We know there’s an incredible need, but we don’t know what that will translate to when the eviction moratorium is lifted.

How does your department balance the needs of renters and landlords?

We did the Chicago Housing Solidarity Pledge. We had multiple landlord groups and banks agree to a series of measures, recognizing that we are all interrelated actors. We are asking landlords to be as flexible as possible with tenants. We've had COVID-related job loss, and in turn, those landlords need flexibility from their lenders to be able to reconfigure their loans. The point of that whole effort was to say [that] everyone here has to be proactive in communicating with each other.

People who have not lost income, one of the biggest ways you can support your fellow tenants who have lost income is to pay your rent so that landlords can be flexible with those who need it. We also need the banks to be aware of their role in this — to do workouts and not take on late fees and report neutrally to credit bureaus and so on. There's no one thing to point to here. It's a really interconnected thing.
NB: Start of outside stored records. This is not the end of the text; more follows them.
//! Driver seam.
//!
//! The session layer never speaks the Firebird wire protocol itself. Everything
//! below is implemented by the embedding application on top of a concrete client
//! library; this crate only configures and calls it.
//!
//! Positional indices (parameters and columns) are 1-based, matching the
//! placeholder order in the SQL text.

use crate::db::connection_string::ConnectionProperties;
use crate::error::DriverResult;
use std::time::Duration;

/// How a statement is prepared on the connection.
#[derive(Debug, Clone, Copy, PartialEq, Eq)]
pub enum StatementKind {
    /// Unparameterized text executed as-is
    Plain,
    /// Parameterized statement with `?` placeholders
    Prepared,
    /// Stored procedure call in `{call name(?,...)}` escape syntax
    Call,
}

/// A single typed value handed to the driver for one placeholder.
#[derive(Debug, Clone, PartialEq)]
pub enum Binding<'a> {
    Null,
    Int(i32),
    Long(i64),
    Bool(bool),
    Double(f64),
    /// Milliseconds since the Unix epoch
    Timestamp(i64),
    Text(&'a str),
    /// Streamed into a blob instead of being sent inline
    BinaryStream(&'a [u8]),
}

impl Binding<'_> {
    /// Name of the bind path taken, for logging and diagnostics.
    pub fn kind(&self) -> &'static str {
        match self {
            Self::Null => "null",
            Self::Int(_) => "int",
            Self::Long(_) => "long",
            Self::Bool(_) => "bool",
            Self::Double(_) => "double",
            Self::Timestamp(_) => "timestamp",
            Self::Text(_) => "string",
            Self::BinaryStream(_) => "binary_stream",
        }
    }
}

/// Per-row outcome reported by a batch execution.
#[derive(Debug, Clone, Copy, PartialEq, Eq)]
pub enum BatchOutcome {
    Count(u64),
    /// Succeeded but the driver did not report a row count
    SuccessNoInfo,
    Failed,
}

/// Column metadata exposed by a cursor.
#[derive(Debug, Clone, PartialEq, Eq)]
pub struct ColumnDescriptor {
    pub name: String,
    /// Declared SQL type name, e.g. "INTEGER" or "BLOB SUB_TYPE 1"
    pub type_name: String,
}

impl ColumnDescriptor {
    pub fn new(name: impl Into<String>, type_name: impl Into<String>) -> Self {
        Self {
            name: name.into(),
            type_name: type_name.into(),
        }
    }
}

/// Entry point of a concrete driver.
pub trait Driver {
    type Connection: Connection + 'static;

    /// Open a connection for the given connection string and property list.
    fn connect(
        &self,
        url: &str,
        properties: &ConnectionProperties,
    ) -> DriverResult<Self::Connection>;
}

/// A live driver connection.
pub trait Connection {
    fn set_auto_commit(&mut self, enabled: bool) -> DriverResult<()>;

    fn is_closed(&self) -> bool;

    /// Prepare a statement. The statement borrows the connection until dropped.
    fn prepare(&mut self, sql: &str, kind: StatementKind) -> DriverResult<Box<dyn Statement + '_>>;

    fn commit(&mut self) -> DriverResult<()>;

    fn rollback(&mut self) -> DriverResult<()>;

    fn close(&mut self) -> DriverResult<()>;

    /// Whether the server reports transaction support.
    fn supports_transactions(&mut self) -> DriverResult<bool>;
}

/// A prepared statement.
pub trait Statement {
    fn set_query_timeout(&mut self, timeout: Duration) -> DriverResult<()>;

    fn bind(&mut self, index: usize, value: Binding<'_>) -> DriverResult<()>;

    /// Mark a procedure call as producing a result set.
    fn mark_selectable(&mut self) -> DriverResult<()> {
        Ok(())
    }

    /// Execute without expecting a result set.
    fn execute(&mut self) -> DriverResult<bool>;

    /// Execute an update and return the affected row count.
    fn execute_update(&mut self) -> DriverResult<u64>;

    fn execute_query(&mut self) -> DriverResult<Box<dyn Cursor + '_>>;

    /// Queue the currently bound values as one batch entry.
    fn add_batch(&mut self) -> DriverResult<()>;

    fn execute_batch(&mut self) -> DriverResult<Vec<BatchOutcome>>;

    fn close(&mut self) -> DriverResult<()>;
}

/// A forward-only result cursor.
pub trait Cursor {
    fn columns(&self) -> DriverResult<Vec<ColumnDescriptor>>;

    /// Move to the next row. Returns `false` once exhausted.
    fn advance(&mut self) -> DriverResult<bool>;

    fn get_int(&mut self, index: usize) -> DriverResult<Option<i32>>;

    fn get_long(&mut self, index: usize) -> DriverResult<Option<i64>>;

    fn get_double(&mut self, index: usize) -> DriverResult<Option<f64>>;

    /// The driver's default string rendering of the column.
    fn get_string(&mut self, index: usize) -> DriverResult<Option<String>>;

    /// Full contents of a blob column, `None` for a null blob reference.
    fn get_blob(&mut self, index: usize) -> DriverResult<Option<Vec<u8>>>;

    fn close(&mut self) -> DriverResult<()>;
}

#[cfg(test)]
mod tests {
    use super::*;

    #[test]
    fn test_binding_kind() {
        assert_eq!(Binding::Null.kind(), "null");
        assert_eq!(Binding::Long(1).kind(), "long");
        assert_eq!(Binding::Text("a").kind(), "string");
        assert_eq!(Binding::BinaryStream(b"a").kind(), "binary_stream");
    }
}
How do you respond to criticism that the city isn't doing enough to keep people in their homes?

I will be the first person to say that when it comes to housing, our needs always exceed our resources. And I will go back to the fact that as a country, we have chosen not to prioritize affordable housing as an entitlement. Until we change that, cities across the country will never be able to meet the full force of the need.

This is a moment when a lot of people are discussing racism, which has been a key issue for you in terms of housing. What are you doing, and what do you hope to do in the future, to make housing more equitable?

COVID is magnifying the extreme inequities that we have by race and geography in this city — when it comes to disease, mortality, income, housing values. And that goes back to our history and present day as one of the most racially and economically segregated cities in this country. So I think there are some clear paths forward and North Stars for this administration. For instance, the fact that we are committed to using our inclusionary housing tools to reduce segregation, not maintain it.

We didn't become a city with profound racial and economic segregation by accident. [In Chicago], where people of color live has always been engineered, from redlining to racial covenants to contract-buying to predatory lending. We can't pretend that ending segregation is going to happen organically. We need to plan for it. And we are: The mayor has created the first Office of Equity and Racial Justice, and we are working closely with the city's first chief equity officer, Candice Moore, to examine the impacts of our work by race and shift our policies accordingly.

We're in the early stages of this. How do we look at our budget and our policies through a racial equity lens? And how do we adjust accordingly? That is, and should be, a never-ending process.